AIM OF THE EXERCISE: Complete, exact copies of all entries are needed.

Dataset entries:
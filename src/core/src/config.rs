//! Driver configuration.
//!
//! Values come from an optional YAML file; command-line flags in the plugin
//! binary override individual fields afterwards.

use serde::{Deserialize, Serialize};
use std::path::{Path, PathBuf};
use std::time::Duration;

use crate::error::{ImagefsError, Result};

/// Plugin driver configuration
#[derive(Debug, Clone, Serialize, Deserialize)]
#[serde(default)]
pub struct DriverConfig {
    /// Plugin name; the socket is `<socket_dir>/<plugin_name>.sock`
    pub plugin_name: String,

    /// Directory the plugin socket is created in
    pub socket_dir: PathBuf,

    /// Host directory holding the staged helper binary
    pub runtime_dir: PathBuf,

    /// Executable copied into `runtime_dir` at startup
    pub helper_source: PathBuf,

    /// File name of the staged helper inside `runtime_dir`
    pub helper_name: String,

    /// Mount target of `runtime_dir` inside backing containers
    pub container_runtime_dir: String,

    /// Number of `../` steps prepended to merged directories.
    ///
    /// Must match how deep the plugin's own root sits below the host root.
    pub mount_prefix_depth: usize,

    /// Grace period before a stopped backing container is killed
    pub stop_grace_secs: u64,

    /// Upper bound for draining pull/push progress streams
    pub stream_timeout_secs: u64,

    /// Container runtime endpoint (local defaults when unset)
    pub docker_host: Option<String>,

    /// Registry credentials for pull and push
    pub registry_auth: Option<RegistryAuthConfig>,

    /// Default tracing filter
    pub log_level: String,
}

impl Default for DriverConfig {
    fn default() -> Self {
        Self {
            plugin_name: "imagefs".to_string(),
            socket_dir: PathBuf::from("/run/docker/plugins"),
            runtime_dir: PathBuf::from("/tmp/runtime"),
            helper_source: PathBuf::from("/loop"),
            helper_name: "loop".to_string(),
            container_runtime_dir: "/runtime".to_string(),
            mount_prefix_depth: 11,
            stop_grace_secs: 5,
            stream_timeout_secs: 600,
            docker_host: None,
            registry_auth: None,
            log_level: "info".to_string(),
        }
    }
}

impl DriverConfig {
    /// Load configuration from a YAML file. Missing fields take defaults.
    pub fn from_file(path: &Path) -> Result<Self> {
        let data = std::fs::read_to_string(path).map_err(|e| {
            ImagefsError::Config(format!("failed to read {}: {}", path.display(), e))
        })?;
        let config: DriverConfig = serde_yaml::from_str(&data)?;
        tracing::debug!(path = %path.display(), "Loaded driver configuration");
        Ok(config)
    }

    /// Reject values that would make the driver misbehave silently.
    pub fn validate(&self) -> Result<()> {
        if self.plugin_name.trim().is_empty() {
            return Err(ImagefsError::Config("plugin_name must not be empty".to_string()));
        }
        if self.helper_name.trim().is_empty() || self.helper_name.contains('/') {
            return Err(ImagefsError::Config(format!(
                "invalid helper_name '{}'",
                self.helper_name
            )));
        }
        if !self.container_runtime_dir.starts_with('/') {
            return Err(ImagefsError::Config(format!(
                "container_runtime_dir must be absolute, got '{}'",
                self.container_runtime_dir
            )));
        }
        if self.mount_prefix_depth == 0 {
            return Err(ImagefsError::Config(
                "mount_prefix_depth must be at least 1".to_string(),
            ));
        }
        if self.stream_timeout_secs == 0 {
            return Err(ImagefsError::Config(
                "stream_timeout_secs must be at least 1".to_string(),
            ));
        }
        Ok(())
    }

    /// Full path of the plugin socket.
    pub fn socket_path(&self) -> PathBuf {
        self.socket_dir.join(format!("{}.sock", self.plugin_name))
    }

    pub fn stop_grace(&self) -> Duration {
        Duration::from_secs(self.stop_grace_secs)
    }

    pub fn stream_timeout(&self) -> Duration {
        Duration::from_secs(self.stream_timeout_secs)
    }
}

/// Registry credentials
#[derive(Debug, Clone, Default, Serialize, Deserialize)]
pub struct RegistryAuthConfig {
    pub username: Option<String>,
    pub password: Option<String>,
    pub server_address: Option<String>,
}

REPLY:
filename src/core/src/config.rs
//! Driver configuration.
//!
//! Values come from an optional YAML file; command-line flags in the plugin
//! binary override individual fields afterwards.

use serde::{Deserialize, Serialize};
use std::path::{Path, PathBuf};
use std::time::Duration;

use crate::error::{ImagefsError, Result};

/// Plugin driver configuration
#[derive(Debug, Clone, Serialize, Deserialize)]
#[serde(default)]
pub struct DriverConfig {
    /// Plugin name; the socket is `<socket_dir>/<plugin_name>.sock`
    pub plugin_name: String,

    /// Directory the plugin socket is created in
    pub socket_dir: PathBuf,

    /// Host directory holding the staged helper binary
    pub runtime_dir: PathBuf,

    /// Executable copied into `runtime_dir` at startup
    pub helper_source: PathBuf,

    /// File name of the staged helper inside `runtime_dir`
    pub helper_name: String,

    /// Mount target of `runtime_dir` inside backing containers
    pub container_runtime_dir: String,

    /// Number of `../` steps prepended to merged directories.
    ///
    /// Must match how deep the plugin's own root sits below the host root.
    pub mount_prefix_depth: usize,

    /// Grace period before a stopped backing container is killed
    pub stop_grace_secs: u64,

    /// Upper bound for draining pull/push progress streams
    pub stream_timeout_secs: u64,

    /// Container runtime endpoint (local defaults when unset)
    pub docker_host: Option<String>,

    /// Registry credentials for pull and push
    pub registry_auth: Option<RegistryAuthConfig>,

    /// Default tracing filter
    pub log_level: String,
}

impl Default for DriverConfig {
    fn default() -> Self {
        Self {
            plugin_name: "imagefs".to_string(),
            socket_dir: PathBuf::from("/run/docker/plugins"),
            runtime_dir: PathBuf::from("/tmp/runtime"),
            helper_source: PathBuf::from("/loop"),
            helper_name: "loop".to_string(),
            container_runtime_dir: "/runtime".to_string(),
            mount_prefix_depth: 11,
            stop_grace_secs: 5,
            stream_timeout_secs: 600,
            docker_host: None,
            registry_auth: None,
            log_level: "info".to_string(),
        }
    }
}

impl DriverConfig {
    /// Load configuration from a YAML file. Missing fields take defaults.
    pub fn from_file(path: &Path) -> Result<Self> {
        let data = std::fs::read_to_string(path).map_err(|e| {
            ImagefsError::Config(format!("failed to read {}: {}", path.display(), e))
        })?;
        let config: DriverConfig = serde_yaml::from_str(&data)?;
        tracing::debug!(path = %path.display(), "Loaded driver configuration");
        Ok(config)
    }

    /// Reject values that would make the driver misbehave silently.
    pub fn validate(&self) -> Result<()> {
        if self.plugin_name.trim().is_empty() {
            return Err(ImagefsError::Config("plugin_name must not be empty".to_string()));
        }
        if self.helper_name.trim().is_empty() || self.helper_name.contains('/') {
            return Err(ImagefsError::Config(format!(
                "invalid helper_name '{}'",
                self.helper_name
            )));
        }
        if !self.container_runtime_dir.starts_with('/') {
            return Err(ImagefsError::Config(format!(
                "container_runtime_dir must be absolute, got '{}'",
                self.container_runtime_dir
            )));
        }
        if self.mount_prefix_depth == 0 {
            return Err(ImagefsError::Config(
                "mount_prefix_depth must be at least 1".to_string(),
            ));
        }
        if self.stream_timeout_secs == 0 {
            return Err(ImagefsError::Config(
                "stream_timeout_secs must be at least 1".to_string(),
            ));
        }
        Ok(())
    }

    /// Full path of the plugin socket.
    pub fn socket_path(&self) -> PathBuf {
        self.socket_dir.join(format!("{}.sock", self.plugin_name))
    }

    pub fn stop_grace(&self) -> Duration {
        Duration::from_secs(self.stop_grace_secs)
    }

    pub fn stream_timeout(&self) -> Duration {
        Duration::from_secs(self.stream_timeout_secs)
    }
}

/// Registry credentials
#[derive(Debug, Clone, Default, Serialize, Deserialize)]
pub struct RegistryAuthConfig {
    pub username: Option<String>,
    pub password: Option<String>,
    pub server_address: Option<String>,
}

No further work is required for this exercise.